→ **Required action**: A single number is the answer here: how many lines below include "every"?

Dataset entries:
┌────────
//! Namespaced session store holding the bearer token, login timestamp, and scratch values.
//!
//! [`SessionStore`] is the only owner of the authentication state. It keeps durable values (token,
//! last login instant) in one [`KeyValueStore`] and session-scoped values (temporary password) in
//! another that is expected to disappear with the process.

// std
use std::borrow::Cow;
// self
use crate::{
	_prelude::*,
	auth::{Session, TokenSecret},
	store::{KeyValueStore, MemoryStore, StoreError},
};

/// Key holding the bearer token.
pub const TOKEN_KEY: &str = "auth_token";
/// Key holding the last recorded login instant as unix milliseconds.
pub const LOGIN_AT_KEY: &str = "login_at";
/// Key holding a temporary password issued during recovery.
pub const TEMP_PASSWORD_KEY: &str = "temp_password";

/// Token and timestamp storage shared by the pipeline and the auth service.
#[derive(Clone)]
pub struct SessionStore {
	durable: Arc<dyn KeyValueStore>,
	scratch: Arc<dyn KeyValueStore>,
	namespace: Option<String>,
}
impl SessionStore {
	/// Creates a store over `durable`, with an in-memory scratch store.
	pub fn new(durable: Arc<dyn KeyValueStore>) -> Self {
		Self { durable, scratch: Arc::new(MemoryStore::default()), namespace: None }
	}

	/// Creates a store whose durable and scratch values both live in memory.
	pub fn in_memory() -> Self {
		Self::new(Arc::new(MemoryStore::default()))
	}

	/// Replaces the session-scoped backend.
	pub fn with_scratch(mut self, scratch: Arc<dyn KeyValueStore>) -> Self {
		self.scratch = scratch;

		self
	}

	/// Prefixes every key with `{namespace}_` so several apps can share one backend.
	pub fn with_namespace(mut self, namespace: impl Into<String>) -> Self {
		let namespace = namespace.into();

		self.namespace = if namespace.is_empty() { None } else { Some(namespace) };

		self
	}

	/// Returns the stored bearer token, treating blank values as absent.
	pub fn token(&self) -> Result<Option<TokenSecret>, StoreError> {
		Ok(self.durable.get(&self.key(TOKEN_KEY))?.and_then(TokenSecret::new))
	}

	/// Stores a bearer token; a blank token clears the stored one instead.
	pub fn store_token(&self, token: impl Into<String>) -> Result<(), StoreError> {
		match TokenSecret::new(token) {
			Some(secret) => self.durable.set(&self.key(TOKEN_KEY), secret.expose()),
			None => self.clear_token(),
		}
	}

	/// Removes the stored bearer token.
	pub fn clear_token(&self) -> Result<(), StoreError> {
		self.durable.remove(&self.key(TOKEN_KEY))
	}

	/// Returns `true` when a non-blank token is stored.
	pub fn is_logged_in(&self) -> Result<bool, StoreError> {
		Ok(self.token()?.is_some())
	}

	/// Returns the last recorded login instant.
	///
	/// Values that cannot be parsed as unix milliseconds are treated as absent.
	pub fn last_login_at(&self) -> Result<Option<OffsetDateTime>, StoreError> {
		let Some(raw) = self.durable.get(&self.key(LOGIN_AT_KEY))? else {
			return Ok(None);
		};
		let instant = raw
			.trim()
			.parse::<i128>()
			.ok()
			.and_then(|millis| {
				OffsetDateTime::from_unix_timestamp_nanos(millis.checked_mul(1_000_000)?).ok()
			});

		Ok(instant)
	}

	/// Records `instant` as the last login.
	pub fn record_login_at(&self, instant: OffsetDateTime) -> Result<(), StoreError> {
		let millis = instant.unix_timestamp_nanos() / 1_000_000;

		self.durable.set(&self.key(LOGIN_AT_KEY), &millis.to_string())
	}

	/// Returns the temporary password held for this session.
	pub fn temporary_password(&self) -> Result<Option<String>, StoreError> {
		Ok(self.scratch.get(&self.key(TEMP_PASSWORD_KEY))?.filter(|value| !value.is_empty()))
	}

	/// Holds a temporary password for the rest of the session; an empty value clears it.
	pub fn store_temporary_password(&self, password: &str) -> Result<(), StoreError> {
		if password.is_empty() {
			self.clear_temporary_password()
		} else {
			self.scratch.set(&self.key(TEMP_PASSWORD_KEY), password)
		}
	}

	/// Forgets the temporary password.
	pub fn clear_temporary_password(&self) -> Result<(), StoreError> {
		self.scratch.remove(&self.key(TEMP_PASSWORD_KEY))
	}

	/// Reads the token and login instant in one snapshot.
	pub fn snapshot(&self) -> Result<Session, StoreError> {
		Ok(Session { token: self.token()?, last_login_at: self.last_login_at()? })
	}

	fn key<'a>(&self, key: &'a str) -> Cow<'a, str> {
		match &self.namespace {
			Some(namespace) => Cow::Owned(format!("{namespace}_{key}")),
			None => Cow::Borrowed(key),
		}
	}
}
impl Debug for SessionStore {
	fn fmt(&self, f: &mut Formatter) -> FmtResult {
		f.debug_struct("SessionStore").field("namespace", &self.namespace).finish()
	}
}
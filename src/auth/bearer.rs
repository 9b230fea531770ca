//! `Authorization: Bearer` header helpers for outgoing requests and token-issuing responses.

// self
use crate::{_prelude::*, auth::TokenSecret};

/// Scheme prefix used by bearer credentials, including the separating space.
pub const BEARER_PREFIX: &str = "Bearer ";

/// Extracts a bearer token from a response's `Authorization` header.
///
/// The header must start with the exact `Bearer ` prefix and carry a non-blank token; anything
/// else is treated as absent.
pub fn extract_bearer(headers: &HeaderMap) -> Option<TokenSecret> {
	let raw = headers.get(header::AUTHORIZATION)?.to_str().ok()?;

	TokenSecret::new(raw.strip_prefix(BEARER_PREFIX)?)
}

#[cfg(test)]
mod tests {
	// self
	use super::*;

	fn headers(value: &str) -> HeaderMap {
		let mut map = HeaderMap::new();

		map.insert(
			header::AUTHORIZATION,
			value.parse().expect("Header fixture should be a valid header value."),
		);

		map
	}

	#[test]
	fn well_formed_headers_yield_tokens() {
		let token = extract_bearer(&headers("Bearer jwt.payload.sig"))
			.expect("Well-formed bearer header should be extracted.");

		assert_eq!(token.expose(), "jwt.payload.sig");
	}

	#[test]
	fn malformed_headers_are_ignored() {
		assert!(extract_bearer(&HeaderMap::new()).is_none());
		assert!(extract_bearer(&headers("Basic dXNlcjpwYXNz")).is_none());
		assert!(extract_bearer(&headers("bearer lowercase-scheme")).is_none());
		assert!(extract_bearer(&headers("Bearer ")).is_none());
	}
}
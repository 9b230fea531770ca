//! Retry policy: which failures are retried and how long to wait between attempts.
//!
//! Only failures where no response was received are eligible. Responses of any status,
//! including 5xx, are handed to the caller untouched. Delays grow exponentially as
//! `base * 2^(attempt - 1)` for attempts `1..=max_retries`, with optional proportional jitter.

// self
use crate::{_prelude::*, error::TransportError};

/// Retries allowed when the configuration does not say otherwise.
pub const DEFAULT_MAX_RETRIES: u32 = 3;
/// Base backoff delay when the configuration does not say otherwise.
pub const DEFAULT_BASE_DELAY: Duration = Duration::milliseconds(100);

/// Which transport failures qualify for a retry.
#[derive(Clone, Copy, Debug, Default, PartialEq, Eq, Serialize, Deserialize)]
#[serde(rename_all = "snake_case")]
pub enum RetryCondition {
	/// Connection-level failures on idempotent methods only.
	#[default]
	SafeRequest,
	/// Connection-level failures on any method.
	NetworkError,
}

/// Backoff schedule plus eligibility rules applied uniformly to every request of a client.
#[derive(Clone, Debug, PartialEq)]
pub struct RetryPolicy {
	/// Maximum number of retries after the initial attempt.
	pub max_retries: u32,
	/// Delay before the first retry.
	pub base_delay: Duration,
	/// Failure classification.
	pub condition: RetryCondition,
	/// Extra random delay as a fraction of the computed delay, in `0.0..=1.0`.
	pub jitter: f64,
}
impl RetryPolicy {
	/// Creates a policy allowing `max_retries` retries with the default base delay.
	pub fn new(max_retries: u32) -> Self {
		Self {
			max_retries,
			base_delay: DEFAULT_BASE_DELAY,
			condition: RetryCondition::default(),
			jitter: 0.0,
		}
	}

	/// Policy that never retries.
	pub fn disabled() -> Self {
		Self::new(0)
	}

	/// Overrides the base delay; negative values are clamped to zero.
	pub fn with_base_delay(mut self, delay: Duration) -> Self {
		self.base_delay = if delay.is_negative() { Duration::ZERO } else { delay };

		self
	}

	/// Overrides the failure classification.
	pub fn with_condition(mut self, condition: RetryCondition) -> Self {
		self.condition = condition;

		self
	}

	/// Adds proportional jitter, clamped to `0.0..=1.0`.
	pub fn with_jitter(mut self, ratio: f64) -> Self {
		self.jitter = if ratio.is_finite() { ratio.clamp(0.0, 1.0) } else { 0.0 };

		self
	}

	/// Returns the un-jittered delay for a 1-based retry attempt, or `None` once the budget is
	/// spent.
	pub fn backoff(&self, attempt: u32) -> Option<Duration> {
		if attempt == 0 || attempt > self.max_retries {
			return None;
		}

		if self.base_delay.is_zero() {
			return Some(Duration::ZERO);
		}

		Some(
			2_i32
				.checked_pow(attempt - 1)
				.and_then(|factor| self.base_delay.checked_mul(factor))
				.unwrap_or(Duration::MAX),
		)
	}

	/// Returns every un-jittered delay the policy can schedule, in order.
	pub fn schedule(&self) -> impl Iterator<Item = Duration> + '_ {
		(1..=self.max_retries).map_while(|attempt| self.backoff(attempt))
	}

	/// Returns `true` when `error` on a `method` request qualifies for a retry.
	///
	/// Only network failures qualify. Timeouts and failures after the response started arriving
	/// are terminal, since the request may already have reached the server.
	pub fn is_retryable(&self, method: &Method, error: &TransportError) -> bool {
		if !error.is_network() {
			return false;
		}

		match self.condition {
			RetryCondition::SafeRequest => is_idempotent(method),
			RetryCondition::NetworkError => true,
		}
	}

	/// Decides whether the failed `attempt` (1-based) is retried and how long to wait first.
	pub fn next_delay(
		&self,
		attempt: u32,
		method: &Method,
		error: &TransportError,
	) -> Option<Duration> {
		if !self.is_retryable(method, error) {
			return None;
		}

		self.backoff(attempt).map(|delay| self.jittered(delay))
	}

	fn jittered(&self, delay: Duration) -> Duration {
		if self.jitter <= 0.0 || delay.is_zero() {
			return delay;
		}

		let extra = delay * (self.jitter * rand::random::<f64>());

		delay.checked_add(extra).unwrap_or(delay)
	}
}
impl Default for RetryPolicy {
	fn default() -> Self {
		Self::new(DEFAULT_MAX_RETRIES)
	}
}

/// Returns `true` for methods that can be repeated without additional side effects.
pub fn is_idempotent(method: &Method) -> bool {
	matches!(
		*method,
		Method::GET | Method::HEAD | Method::OPTIONS | Method::PUT | Method::DELETE | Method::TRACE
	)
}
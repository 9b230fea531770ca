//! Authentication pipeline shared by every authenticated client.
//!
//! [`AuthPipeline`] owns the session store, the cancellation registry, and the
//! `on_unauthenticated` subscribers. The interceptor logic itself lives in two pure functions,
//! [`inject_authorization`] and [`classify_failure`]; the pipeline feeds them fresh state on every
//! call and applies the side effects they ask for.

mod subscription;

pub use subscription::Subscription;

// self
use crate::{
	_prelude::*,
	auth::{TokenSecret, extract_bearer},
	cancel::{CancellationGeneration, CancellationRegistry},
	error::ConfigError,
	http::{ApiRequest, ApiResponse},
	obs,
	pipeline::subscription::Listeners,
	store::SessionStore,
};

/// Side effect requested by [`classify_failure`].
#[derive(Clone, Copy, Debug, PartialEq, Eq)]
pub enum FailureAction {
	/// Leave the session untouched.
	Ignore,
	/// Clear the stored token, then notify subscribers.
	ClearAndNotify,
}

/// Session state, cancellation, and auth-loss subscribers for one backend.
#[derive(Debug)]
pub struct AuthPipeline {
	session: SessionStore,
	cancellation: CancellationRegistry,
	listeners: Listeners,
}
impl AuthPipeline {
	/// Creates a pipeline over `session`.
	pub fn new(session: SessionStore) -> Self {
		Self {
			session,
			cancellation: CancellationRegistry::default(),
			listeners: Listeners::default(),
		}
	}

	/// Returns the session store.
	pub fn session(&self) -> &SessionStore {
		&self.session
	}

	/// Returns the cancellation registry.
	pub fn cancellation(&self) -> &CancellationRegistry {
		&self.cancellation
	}

	/// Returns the generation new requests capture.
	pub fn current_generation(&self) -> CancellationGeneration {
		self.cancellation.current()
	}

	/// Aborts every request dispatched so far and starts a new generation.
	pub fn cancel_all(&self, reason: Option<&str>) -> u64 {
		self.cancellation.cancel_all(reason)
	}

	/// Registers `callback` to run after a 401/403 clears the session.
	///
	/// The callback runs synchronously on the task that observed the failure, once per failure.
	pub fn on_unauthenticated<F>(&self, callback: F) -> Subscription
	where
		F: 'static + Fn() + Send + Sync,
	{
		self.listeners.subscribe(Arc::new(callback))
	}

	/// Request interceptor: injects the stored token and returns the generation to attach.
	pub fn on_request(&self, request: &mut ApiRequest) -> Result<CancellationGeneration> {
		self.authorize(request)?;

		Ok(self.current_generation())
	}

	/// Injects the token as currently stored; used for every attempt, retries included.
	pub fn authorize(&self, request: &mut ApiRequest) -> Result<()> {
		let token = self.session.token()?;

		inject_authorization(token.as_ref(), request)?;

		Ok(())
	}

	/// Response-error interceptor: applies the side effects `error` calls for.
	///
	/// The caller still returns `error`; this only observes it. A failure to clear the token is
	/// reported through tracing but does not stop subscribers from being notified.
	pub fn on_response_error(&self, error: &Error) -> FailureAction {
		let status = error.status();
		let action = classify_failure(status);

		if action == FailureAction::ClearAndNotify {
			if let Err(_e) = self.session.clear_token() {
				#[cfg(feature = "tracing")]
				tracing::error!(error = %_e, "failed to clear token after auth failure");
			}

			let notified = self.listeners.notify();

			obs::trace_auth_lost(status, notified);
		}

		action
	}

	/// Persists the bearer token carried by a token-issuing response.
	///
	/// Returns `Ok(false)` when the response has no well-formed `Authorization: Bearer` header;
	/// the stored token is left as is in that case.
	pub fn persist_bearer(&self, response: &ApiResponse) -> Result<bool> {
		let Some(token) = extract_bearer(&response.headers) else {
			return Ok(false);
		};

		self.session.store_token(token.expose())?;

		Ok(true)
	}

	/// Returns `true` when a non-blank token is stored.
	pub fn is_logged_in(&self) -> Result<bool> {
		Ok(self.session.is_logged_in()?)
	}

	/// Clears the stored token without notifying subscribers.
	pub fn logout(&self) -> Result<()> {
		Ok(self.session.clear_token()?)
	}
}

/// Sets `Authorization: Bearer <token>` when a token is available; leaves the request as is
/// otherwise.
pub fn inject_authorization(
	token: Option<&TokenSecret>,
	request: &mut ApiRequest,
) -> Result<(), ConfigError> {
	match token {
		Some(token) => request.set_bearer(token),
		None => Ok(()),
	}
}

/// Maps a response status (`0` when none was received) onto the session side effect.
pub fn classify_failure(status: u16) -> FailureAction {
	match status {
		401 | 403 => FailureAction::ClearAndNotify,
		_ => FailureAction::Ignore,
	}
}
#![allow(dead_code)]

// std
use std::{collections::VecDeque, io, sync::Arc};
// crates.io
use parking_lot::Mutex;
use tokio::time::Instant;
// self
#[cfg(feature = "reqwest")] use rest_session::http::ReqwestTransport;
use rest_session::{
	client::{ClientConfig, ClientFactory},
	error::TransportError,
	http::{ApiRequest, ApiResponse, HttpTransport, TransportFuture},
	pipeline::AuthPipeline,
	store::SessionStore,
};

pub const BASE_URL: &str = "https://api.example.com";

/// Outcome replayed by [`RecordingTransport`].
#[derive(Debug)]
pub enum Step {
	Respond(u16, &'static str),
	Reset,
	Timeout,
	Hang,
}

/// In-process transport that replays a script and records when each request arrived.
#[derive(Debug, Default)]
pub struct RecordingTransport {
	script: Mutex<VecDeque<Step>>,
	seen: Mutex<Vec<(Instant, ApiRequest)>>,
}
impl RecordingTransport {
	pub fn new(script: impl IntoIterator<Item = Step>) -> Arc<Self> {
		let script = Mutex::new(script.into_iter().collect());

		Arc::new(Self { script, seen: Default::default() })
	}

	pub fn calls(&self) -> usize {
		self.seen.lock().len()
	}

	pub fn requests(&self) -> Vec<ApiRequest> {
		self.seen.lock().iter().map(|(_, request)| request.clone()).collect()
	}

	pub fn arrivals(&self) -> Vec<Instant> {
		self.seen.lock().iter().map(|(at, _)| *at).collect()
	}
}
impl HttpTransport for RecordingTransport {
	fn execute(&self, request: ApiRequest) -> TransportFuture<'_> {
		self.seen.lock().push((Instant::now(), request));

		let next = self.script.lock().pop_front();

		Box::pin(async move {
			match next {
				Some(Step::Respond(status, body)) => Ok(ApiResponse::new(status, body.as_bytes())),
				Some(Step::Reset) => Err(TransportError::network(io::Error::new(
					io::ErrorKind::ConnectionReset,
					"connection reset by peer",
				))),
				Some(Step::Timeout) => Err(TransportError::timeout(io::Error::new(
					io::ErrorKind::TimedOut,
					"request timed out",
				))),
				Some(Step::Hang) => std::future::pending().await,
				None => Ok(ApiResponse::new(200, b"{}".as_slice())),
			}
		})
	}
}

pub fn factory(
	script: impl IntoIterator<Item = Step>,
) -> (ClientFactory<RecordingTransport>, Arc<RecordingTransport>, Arc<AuthPipeline>) {
	let transport = RecordingTransport::new(script);
	let pipeline = Arc::new(AuthPipeline::new(SessionStore::in_memory()));

	(ClientFactory::new(transport.clone(), pipeline.clone()), transport, pipeline)
}

pub fn config() -> ClientConfig {
	ClientConfig::builder(BASE_URL)
		.retry_base_delay(time::Duration::milliseconds(100))
		.build()
		.expect("Test client configuration should be valid.")
}

/// Builds a reqwest transport that accepts the self-signed certificates `httpmock` serves.
#[cfg(feature = "reqwest")]
pub fn test_reqwest_transport() -> ReqwestTransport {
	let client = reqwest::Client::builder()
		.danger_accept_invalid_certs(true)
		.danger_accept_invalid_hostnames(true)
		.build()
		.expect("Failed to build insecure Reqwest client for tests.");

	ReqwestTransport::with_client(client)
}

/// Factory over [`test_reqwest_transport`] sharing `pipeline`.
#[cfg(feature = "reqwest")]
pub fn reqwest_factory(pipeline: Arc<AuthPipeline>) -> ClientFactory<ReqwestTransport> {
	ClientFactory::new(Arc::new(test_reqwest_transport()), pipeline)
}
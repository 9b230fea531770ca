// self
use crate::{_prelude::*, obs::CallKind};

/// Type alias that resolves to an instrumented future when tracing is enabled.
#[cfg(feature = "tracing")]
pub type InstrumentedCall<F> = tracing::instrument::Instrumented<F>;
/// Passthrough future type when tracing is disabled.
#[cfg(not(feature = "tracing"))]
pub type InstrumentedCall<F> = F;

/// A span builder used by session calls.
#[derive(Clone, Debug)]
pub struct CallSpan {
	#[cfg(feature = "tracing")]
	span: tracing::Span,
}
impl CallSpan {
	/// Creates a new span tagged with the provided call kind + stage.
	pub fn new(kind: CallKind, stage: &'static str) -> Self {
		#[cfg(feature = "tracing")]
		{
			let span = tracing::info_span!("rest_session.call", kind = kind.as_str(), stage);

			Self { span }
		}
		#[cfg(not(feature = "tracing"))]
		{
			let _ = (kind, stage);

			Self {}
		}
	}

	/// Instruments an async block without holding a guard across `.await` points.
	pub fn instrument<Fut>(&self, fut: Fut) -> InstrumentedCall<Fut>
	where
		Fut: Future,
	{
		#[cfg(feature = "tracing")]
		{
			use tracing::Instrument;

			fut.instrument(self.span.clone())
		}
		#[cfg(not(feature = "tracing"))]
		{
			fut
		}
	}
}

/// Emits a debug event for a scheduled retry.
pub fn trace_retry(method: &Method, attempt: u32, delay: Duration) {
	#[cfg(feature = "tracing")]
	{
		tracing::debug!(
			%method,
			attempt,
			delay_ms = delay.whole_milliseconds() as u64,
			"retrying request"
		);
	}
	#[cfg(not(feature = "tracing"))]
	{
		let _ = (method, attempt, delay);
	}
}

/// Emits a debug event for a request aborted by `cancel_all`.
pub fn trace_cancelled(generation: u64, reason: &str) {
	#[cfg(feature = "tracing")]
	{
		tracing::debug!(generation, reason, "request cancelled");
	}
	#[cfg(not(feature = "tracing"))]
	{
		let _ = (generation, reason);
	}
}

/// Emits a warning for an auth failure that cleared the session.
pub fn trace_auth_lost(status: u16, notified: usize) {
	#[cfg(feature = "tracing")]
	{
		tracing::warn!(status, notified, "session cleared after auth failure");
	}
	#[cfg(not(feature = "tracing"))]
	{
		let _ = (status, notified);
	}
}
└────────
→ **Output of the exercise**: 7